Roma – Alle 6 del mattino italiane, la mezzanotte di Washington, sono infine entrati in vigore i nuovi dazi che Trump ha imposto (per certi versi “accordato”) all’Unione Europea ed un’altra sessantina di Paesi in giro per il mondo. “È mezzanotte! – ha scritto trionfante il presidente degli Stati Uniti suonando il gong su Truth – Miliardi di dollari in dazi stanno ora affluendo negli Stati Uniti d’America”.
Si parte, come ormai noto, da una base del 10% per i paesi con cui gli Stati Uniti hanno un surplus commerciale, e si arriva fino al 50% imposto al Brasile (come ritorsione politica per i processi cui è sottoposto l’ex Presidente Bolsonaro, stretto alleato di Trump). I prodotti provenienti dall’Europa sono tassati al 15%, così come quelli da Giappone e Corea del Sud. Ma l’Ue è l’unico partner commerciale la cui aliquota di base include i dazi doganali precedenti. Ciò significa, ad esempio, che i formaggi, normalmente soggetti a dazi all’importazione del 14,9%, saranno tassati al 15% e non al 29,9%. Tra i Paesi più colpiti anche la Svizzera (39%), Laos e Myanmar (40%), Siria (41%). Non è finita, perché poi ci sono i dazi solo annunciati o minacciati, come quelli ulteriori del 25% che dovrebbero scattare il 27 agosto nei confronti dell’India, o quelli del 100% sui microchip. Per non parlare di quelli sui prodotti farmaceutici, che Trump è arrivato ad annunciare fino al 250%.

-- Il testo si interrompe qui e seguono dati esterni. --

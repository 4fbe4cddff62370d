//! Editing session — the `Editor` and its main loop.
//!
//! One `Editor` value owns everything a session needs: the byte source keys
//! come from, the writer frames go to, the document, the cursor, the
//! viewport and the timed status message. The loop is
//!
//! ```text
//! refresh_screen → read_key → process_key → repeat
//! ```
//!
//! until [`Editor::process_key`] returns [`Action::Quit`] or reading fails.
//! The modal prompt ([`crate::prompt`]) and incremental search
//! ([`crate::search`]) extend `Editor` with further `impl` blocks.

use std::io::Write;
use std::time::Instant;

use kilo_term::input::{Key, read_key};
use kilo_term::output::OutputBuffer;
use kilo_term::reader::ByteSource;
use kilo_term::terminal::Size;
use tracing::{debug, info, trace, warn};

use crate::compose::Frame;
use crate::config::Config;
use crate::cursor::Cursor;
use crate::document::Document;
use crate::error::Result;
use crate::search::SearchState;
use crate::status::StatusMessage;
use crate::viewport::Viewport;

/// The message shown when the editor starts.
pub const HELP_MESSAGE: &str = "HELP: Ctrl-S = save | Ctrl-Q = quit | Ctrl-F = find";

const CTRL_F: Key = Key::ctrl(b'f');
const CTRL_H: Key = Key::ctrl(b'h');
const CTRL_L: Key = Key::ctrl(b'l');
const CTRL_Q: Key = Key::ctrl(b'q');
const CTRL_S: Key = Key::ctrl(b's');

/// What the loop should do after a key.
#[derive(Debug, Clone, Copy, PartialEq, Eq)]
pub enum Action {
    Continue,
    Quit,
}

/// A single editing session.
pub struct Editor<S, W> {
    pub(crate) input: S,
    output: W,
    pub(crate) doc: Document,
    pub(crate) cursor: Cursor,
    pub(crate) viewport: Viewport,
    config: Config,
    quit_times: u32,
    status: Option<StatusMessage>,
    pub(crate) search: SearchState,
    frame: OutputBuffer,
}

impl<S: ByteSource, W: Write> Editor<S, W> {
    /// A session editing `doc` on a screen of `size`.
    pub fn new(input: S, output: W, doc: Document, size: Size, config: Config) -> Self {
        let mut editor = Self {
            input,
            output,
            doc,
            cursor: Cursor::new(),
            viewport: Viewport::for_screen(usize::from(size.rows), usize::from(size.cols)),
            quit_times: config.quit_times,
            config,
            status: None,
            search: SearchState::default(),
            frame: OutputBuffer::new(),
        };
        editor.set_status(HELP_MESSAGE);
        editor
    }

    // -- Accessors ----------------------------------------------------------

    /// The document being edited.
    #[inline]
    #[must_use]
    pub const fn document(&self) -> &Document {
        &self.doc
    }

    /// The cursor.
    #[inline]
    #[must_use]
    pub const fn cursor(&self) -> &Cursor {
        &self.cursor
    }

    /// The viewport.
    #[inline]
    #[must_use]
    pub const fn viewport(&self) -> &Viewport {
        &self.viewport
    }

    /// The current status message text, fresh or not.
    #[must_use]
    pub fn status_text(&self) -> Option<&str> {
        self.status.as_ref().map(StatusMessage::text)
    }

    /// Quit presses left before unsaved changes are discarded.
    #[inline]
    #[must_use]
    pub const fn quit_times_left(&self) -> u32 {
        self.quit_times
    }

    /// The frame writer.
    #[inline]
    #[must_use]
    pub const fn output(&self) -> &W {
        &self.output
    }

    /// Replace the status message, stamping it with the current time.
    pub fn set_status(&mut self, text: impl Into<String>) {
        self.status = Some(StatusMessage::new(text, Instant::now()));
    }

    // -- Main loop ----------------------------------------------------------

    /// Render, read, dispatch until a quit is confirmed.
    ///
    /// # Errors
    ///
    /// Returns an error if reading input or writing a frame fails.
    pub fn run(&mut self) -> Result<()> {
        info!(
            rows = self.viewport.rows,
            cols = self.viewport.cols,
            "editor loop started"
        );
        loop {
            self.refresh_screen()?;
            let key = read_key(&mut self.input)?;
            if self.process_key(key)? == Action::Quit {
                info!("quit");
                return Ok(());
            }
        }
    }

    /// Bring the cursor into view and write one complete frame.
    ///
    /// # Errors
    ///
    /// Returns an error if the frame cannot be written.
    pub fn refresh_screen(&mut self) -> Result<()> {
        self.scroll();

        let now = Instant::now();
        let timeout = self.config.message_timeout;
        let message = self
            .status
            .as_ref()
            .filter(|msg| msg.is_visible(now, timeout))
            .map(StatusMessage::text);

        self.frame.clear();
        Frame {
            doc: &self.doc,
            cursor: &self.cursor,
            viewport: &self.viewport,
            message,
        }
        .render(&mut self.frame)?;
        self.frame.flush_to(&mut self.output)?;
        Ok(())
    }

    /// Recompute the render column and scroll the viewport to the cursor.
    pub(crate) fn scroll(&mut self) {
        self.cursor.update_rx(&self.doc);
        self.viewport.scroll_to(self.cursor.y, self.cursor.rx);
    }

    // -- Dispatch -----------------------------------------------------------

    /// Apply one key.
    ///
    /// # Errors
    ///
    /// Returns an error only if a prompt (save-as, search) fails to read
    /// input or draw. Save failures are reported on the message bar.
    pub fn process_key(&mut self, key: Key) -> Result<Action> {
        trace!(?key, "key");

        match key {
            CTRL_Q => return Ok(self.request_quit()),
            Key::ENTER => self.insert_newline(),
            CTRL_S => self.save()?,
            CTRL_F => self.find()?,
            Key::Backspace | CTRL_H => self.delete_backward(),
            Key::Delete => {
                self.cursor.right(&self.doc);
                self.delete_backward();
            }
            Key::ArrowLeft => self.cursor.left(&self.doc),
            Key::ArrowRight => self.cursor.right(&self.doc),
            Key::ArrowUp => self.cursor.up(&self.doc),
            Key::ArrowDown => self.cursor.down(&self.doc),
            Key::PageUp | Key::PageDown => self.page(key == Key::PageUp),
            Key::Home => self.cursor.home(),
            Key::End => self.cursor.end(&self.doc),
            CTRL_L | Key::Escape => {}
            Key::Byte(b) if key.is_printable() || key == Key::TAB => self.insert_char(b),
            Key::Byte(_) => {}
        }

        self.quit_times = self.config.quit_times;
        self.cursor.update_rx(&self.doc);
        Ok(Action::Continue)
    }

    // -- Editing ------------------------------------------------------------

    fn insert_char(&mut self, ch: u8) {
        if self.cursor.y == self.doc.row_count() {
            self.doc.insert_row(self.cursor.y, b"");
        }
        if self.doc.insert_char(self.cursor.y, self.cursor.x, ch) {
            self.cursor.x += 1;
        }
    }

    fn insert_newline(&mut self) {
        let Cursor { x, y, .. } = self.cursor;
        let done = if x == 0 {
            self.doc.insert_row(y, b"")
        } else {
            self.doc.split_row(y, x)
        };
        if done {
            self.cursor.y += 1;
            self.cursor.x = 0;
        }
    }

    fn delete_backward(&mut self) {
        let Cursor { x, y, .. } = self.cursor;
        if y == self.doc.row_count() || (x == 0 && y == 0) {
            return;
        }
        if x > 0 {
            if self.doc.delete_char(y, x - 1) {
                self.cursor.x -= 1;
            }
        } else {
            let joined_at = self.doc.row_len(y - 1);
            if self.doc.join_row(y) {
                self.cursor.y -= 1;
                self.cursor.x = joined_at;
            }
        }
    }

    // -- Motion -------------------------------------------------------------

    fn page(&mut self, up: bool) {
        let vp = self.viewport;
        if up {
            self.cursor.y = vp.row_offset;
        } else {
            self.cursor.y = (vp.row_offset + vp.rows)
                .saturating_sub(1)
                .min(self.doc.row_count());
        }
        self.cursor.clamp_x(&self.doc);

        for _ in 0..vp.rows {
            if up {
                self.cursor.up(&self.doc);
            } else {
                self.cursor.down(&self.doc);
            }
        }
    }

    // -- Save and quit ------------------------------------------------------

    fn save(&mut self) -> Result<()> {
        if self.doc.filename().is_none() {
            let Some(name) = self.prompt("Save as: {} (ESC to cancel)", None)? else {
                self.set_status("Save aborted");
                return Ok(());
            };
            let name = String::from_utf8_lossy(&name).into_owned();
            debug!(%name, "save-as name entered");
            self.doc.set_filename(name.into());
        }

        match self.doc.save(self.config.save_mode) {
            Ok(bytes) => self.set_status(format!("{bytes} bytes written to disk")),
            Err(e) => {
                warn!(error = %e, "save failed");
                self.set_status(e.to_string());
            }
        }
        Ok(())
    }

    fn request_quit(&mut self) -> Action {
        if self.doc.is_dirty() {
            self.quit_times = self.quit_times.saturating_sub(1);
            if self.quit_times > 0 {
                self.set_status(format!(
                    "WARNING!!! File has unsaved changes. Press Ctrl-Q {} more times to quit.",
                    self.quit_times
                ));
                return Action::Continue;
            }
            warn!("quitting with unsaved changes");
        }
        Action::Quit
    }
}

// ---------------------------------------------------------------------------
// Tests
// ---------------------------------------------------------------------------
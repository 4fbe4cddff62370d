//! Document — the row store.
//!
//! A `Document` is an ordered `Vec<Row>` (index = line number), the optional
//! file it came from, and a dirty counter. Every row mutation bumps the
//! counter; loading and saving reset it.
//!
//! # Addressing
//!
//! Rows are addressed `0..row_count()` and columns `0..=row.len()`. The
//! session clamps its cursor before calling in, so an out-of-range position
//! here means the user pushed against an edge of the buffer. Such calls are
//! no-ops that return `false`, not errors.
//!
//! # Saving
//!
//! The on-disk format is each row's content followed by a single `\n`,
//! written in full every time. How the bytes reach the disk depends on
//! [`SaveMode`]; see [`write_atomic`] and [`write_truncating`].

use std::fs::{self, File, OpenOptions};
use std::io::{self, Write};
use std::path::{Path, PathBuf};

use tracing::{debug, info};

use crate::config::SaveMode;
use crate::error::{Error, Result};
use crate::row::Row;

/// Mode for files the editor creates.
#[cfg(unix)]
const NEW_FILE_MODE: u32 = 0o644;

/// An in-memory text document.
#[derive(Debug, Clone, Default)]
pub struct Document {
    rows: Vec<Row>,
    filename: Option<PathBuf>,
    dirty: u64,
}

impl Document {
    // -- Construction -------------------------------------------------------

    /// An empty, unnamed, clean document.
    #[must_use]
    pub fn new() -> Self {
        Self::default()
    }

    /// A clean, unnamed document holding `text` split into lines.
    ///
    /// Lines end at `\n`; trailing `\r` bytes are stripped from each line.
    /// A final line without a newline still becomes a row; the empty string
    /// after a final newline does not.
    #[must_use]
    pub fn from_bytes(text: &[u8]) -> Self {
        let mut pieces: Vec<&[u8]> = text.split(|&b| b == b'\n').collect();
        if pieces.last().is_some_and(|last| last.is_empty()) {
            pieces.pop();
        }

        let rows = pieces
            .into_iter()
            .map(|line| {
                let end = line
                    .iter()
                    .rposition(|&b| b != b'\r')
                    .map_or(0, |i| i + 1);
                Row::new(&line[..end])
            })
            .collect();

        Self {
            rows,
            filename: None,
            dirty: 0,
        }
    }

    /// Load `path` into a clean document named after it.
    ///
    /// # Errors
    ///
    /// Returns [`Error::Open`] if the file cannot be read.
    pub fn open(path: &Path) -> Result<Self> {
        let bytes = fs::read(path).map_err(|source| Error::Open {
            path: path.to_path_buf(),
            source,
        })?;
        let mut doc = Self::from_bytes(&bytes);
        doc.filename = Some(path.to_path_buf());
        info!(path = %path.display(), rows = doc.row_count(), "opened file");
        Ok(doc)
    }

    // -- Access -------------------------------------------------------------

    /// Number of rows.
    #[inline]
    #[must_use]
    pub fn row_count(&self) -> usize {
        self.rows.len()
    }

    /// True when there are no rows at all.
    #[inline]
    #[must_use]
    pub fn is_empty(&self) -> bool {
        self.rows.is_empty()
    }

    /// Row `at`, if it exists.
    #[inline]
    #[must_use]
    pub fn row(&self, at: usize) -> Option<&Row> {
        self.rows.get(at)
    }

    /// All rows in order.
    #[inline]
    #[must_use]
    pub fn rows(&self) -> &[Row] {
        &self.rows
    }

    /// Length of row `at`, or 0 if it doesn't exist (the past-the-end line).
    #[inline]
    #[must_use]
    pub fn row_len(&self, at: usize) -> usize {
        self.rows.get(at).map_or(0, Row::len)
    }

    /// The file this document saves to.
    #[inline]
    #[must_use]
    pub fn filename(&self) -> Option<&Path> {
        self.filename.as_deref()
    }

    /// Name (or rename) the document.
    pub fn set_filename(&mut self, path: PathBuf) {
        self.filename = Some(path);
    }

    /// True if anything changed since the last load or save.
    #[inline]
    #[must_use]
    pub const fn is_dirty(&self) -> bool {
        self.dirty > 0
    }

    // -- Row store operations -----------------------------------------------

    /// Insert a new row holding `text` at index `at` (`at == row_count`
    /// appends).
    pub fn insert_row(&mut self, at: usize, text: &[u8]) -> bool {
        if at > self.rows.len() {
            return false;
        }
        self.rows.insert(at, Row::new(text));
        self.dirty += 1;
        true
    }

    /// Remove row `at`.
    pub fn delete_row(&mut self, at: usize) -> bool {
        if at >= self.rows.len() {
            return false;
        }
        self.rows.remove(at);
        self.dirty += 1;
        true
    }

    /// Insert `ch` into row `row` before column `at`.
    pub fn insert_char(&mut self, row: usize, at: usize, ch: u8) -> bool {
        let done = self
            .rows
            .get_mut(row)
            .is_some_and(|r| r.insert_byte(at, ch));
        self.touch(done)
    }

    /// Delete the byte at column `at` of row `row`.
    pub fn delete_char(&mut self, row: usize, at: usize) -> bool {
        let done = self.rows.get_mut(row).is_some_and(|r| r.delete_byte(at));
        self.touch(done)
    }

    /// Append `text` to the end of row `row`.
    pub fn append_text(&mut self, row: usize, text: &[u8]) -> bool {
        let done = self.rows.get_mut(row).is_some_and(|r| {
            r.append(text);
            true
        });
        self.touch(done)
    }

    /// Cut row `row` at column `at`; the tail becomes a new row right after it.
    pub fn split_row(&mut self, row: usize, at: usize) -> bool {
        let Some(tail) = self.rows.get_mut(row).and_then(|r| r.split_off(at)) else {
            return false;
        };
        self.rows.insert(row + 1, Row::new(tail));
        self.dirty += 1;
        true
    }

    /// Append row `row` to the row above it and remove it.
    pub fn join_row(&mut self, row: usize) -> bool {
        if row == 0 || row >= self.rows.len() {
            return false;
        }
        let moved = self.rows.remove(row);
        self.rows[row - 1].append(moved.content());
        self.dirty += 1;
        true
    }

    /// Bump the dirty counter if an operation took effect.
    const fn touch(&mut self, done: bool) -> bool {
        if done {
            self.dirty += 1;
        }
        done
    }

    // -- Serialization and saving -------------------------------------------

    /// The document in save format: each row followed by `\n`.
    #[must_use]
    pub fn rows_to_text(&self) -> Vec<u8> {
        let len = self.rows.iter().map(|r| r.len() + 1).sum();
        let mut text = Vec::with_capacity(len);
        for row in &self.rows {
            text.extend_from_slice(row.content());
            text.push(b'\n');
        }
        text
    }

    /// Write the document to its filename and mark it clean.
    ///
    /// Returns the number of bytes written. On failure the document (rows
    /// and dirty state) is left exactly as it was.
    ///
    /// # Errors
    ///
    /// Returns [`Error::Save`] if the document has no filename or the write
    /// fails.
    pub fn save(&mut self, mode: SaveMode) -> Result<usize> {
        let path = self.filename.clone().ok_or_else(|| {
            Error::Save(io::Error::new(io::ErrorKind::NotFound, "no file name"))
        })?;
        let text = self.rows_to_text();

        let written = match mode {
            SaveMode::Atomic => write_atomic(&path, &text),
            SaveMode::Truncate => write_truncating(&path, &text),
        };
        written.map_err(Error::Save)?;

        self.dirty = 0;
        info!(path = %path.display(), bytes = text.len(), ?mode, "saved file");
        Ok(text.len())
    }
}

// ---------------------------------------------------------------------------
// Write strategies
// ---------------------------------------------------------------------------

/// Write `data` to a temporary file beside the target, then rename it into
/// place.
///
/// The rename is the commit point: until it happens the old file is
/// untouched. A symlinked `path` is resolved first, so the link survives and
/// its target gets the new contents. An existing target's permissions carry
/// over; a new file gets [`NEW_FILE_MODE`] less the umask, as
/// [`write_truncating`] does. A target with more than one hard link is
/// written in place instead, since a rename would split it from its other
/// names.
///
/// # Errors
///
/// Returns any error from resolving the target, or from creating, writing,
/// syncing, or renaming the temporary file.
pub fn write_atomic(path: &Path, data: &[u8]) -> io::Result<()> {
    let existing = fs::metadata(path).ok();

    #[cfg(unix)]
    {
        use std::os::unix::fs::MetadataExt;

        if existing.as_ref().is_some_and(|meta| meta.nlink() > 1) {
            debug!(path = %path.display(), "target is hard-linked, writing in place");
            return write_truncating(path, data);
        }
    }

    let target = match existing {
        Some(_) => fs::canonicalize(path)?,
        None => path.to_path_buf(),
    };
    let dir = match target.parent() {
        Some(parent) if !parent.as_os_str().is_empty() => parent,
        _ => Path::new("."),
    };

    let mut builder = tempfile::Builder::new();
    builder.prefix(".kilo-save");
    #[cfg(unix)]
    {
        use std::os::unix::fs::PermissionsExt;
        builder.permissions(fs::Permissions::from_mode(NEW_FILE_MODE));
    }

    let mut tmp = builder.tempfile_in(dir)?;
    tmp.write_all(data)?;
    tmp.as_file().sync_all()?;
    if let Some(meta) = &existing {
        tmp.as_file().set_permissions(meta.permissions())?;
    }

    debug!(
        tmp = %tmp.path().display(),
        target = %target.display(),
        "renaming temporary save file into place"
    );
    tmp.persist(&target).map_err(|e| e.error)?;
    Ok(())
}

/// Open `path`, truncate it to the new length, and write `data` over it.
///
/// If the write fails after the truncate the file is left holding a mix of
/// new bytes and stale (or zero) bytes, shorter than or equal to the new
/// length.
///
/// # Errors
///
/// Returns any error from opening, truncating, or writing the file.
pub fn write_truncating(path: &Path, data: &[u8]) -> io::Result<()> {
    let mut opts = OpenOptions::new();
    opts.read(true).write(true).create(true);
    #[cfg(unix)]
    {
        use std::os::unix::fs::OpenOptionsExt;
        opts.mode(NEW_FILE_MODE);
    }
    let mut file = opts.open(path)?;
    truncate_then_write(&mut file, data)
}

/// A writable file-like target that can be resized.
pub trait Truncate: Write {
    /// Resize the target to exactly `len` bytes.
    ///
    /// # Errors
    ///
    /// Returns an error if the target cannot be resized.
    fn set_len(&mut self, len: u64) -> io::Result<()>;
}

impl Truncate for File {
    fn set_len(&mut self, len: u64) -> io::Result<()> {
        File::set_len(self, len)
    }
}

/// The in-place save ordering: resize first, then write from the start.
///
/// # Errors
///
/// Returns any error from resizing or writing `target`.
pub fn truncate_then_write(target: &mut impl Truncate, data: &[u8]) -> io::Result<()> {
    target.set_len(data.len() as u64)?;
    target.write_all(data)?;
    target.flush()
}

// ---------------------------------------------------------------------------
// Tests
// ---------------------------------------------------------------------------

Se alcuni Paesi sono riusciti a negoziare trattamenti ammorbiditi tramite negoziati o accordi – ad esempio Regno Unito, Thailandia, Cambogia, Vietnam, Indonesia, Filippine e Pakistan – molti altri sono già colpiti da precedenti misure, come il Canada, che “paga” un’aliquota totale del 35%, o il Messico che invece per ora ha portato a casa una proroga di 90 giorni. La Cina al momento è tassata al 30%, ma i negoziati proseguono in vista del prossimo scatto, il 12 agosto.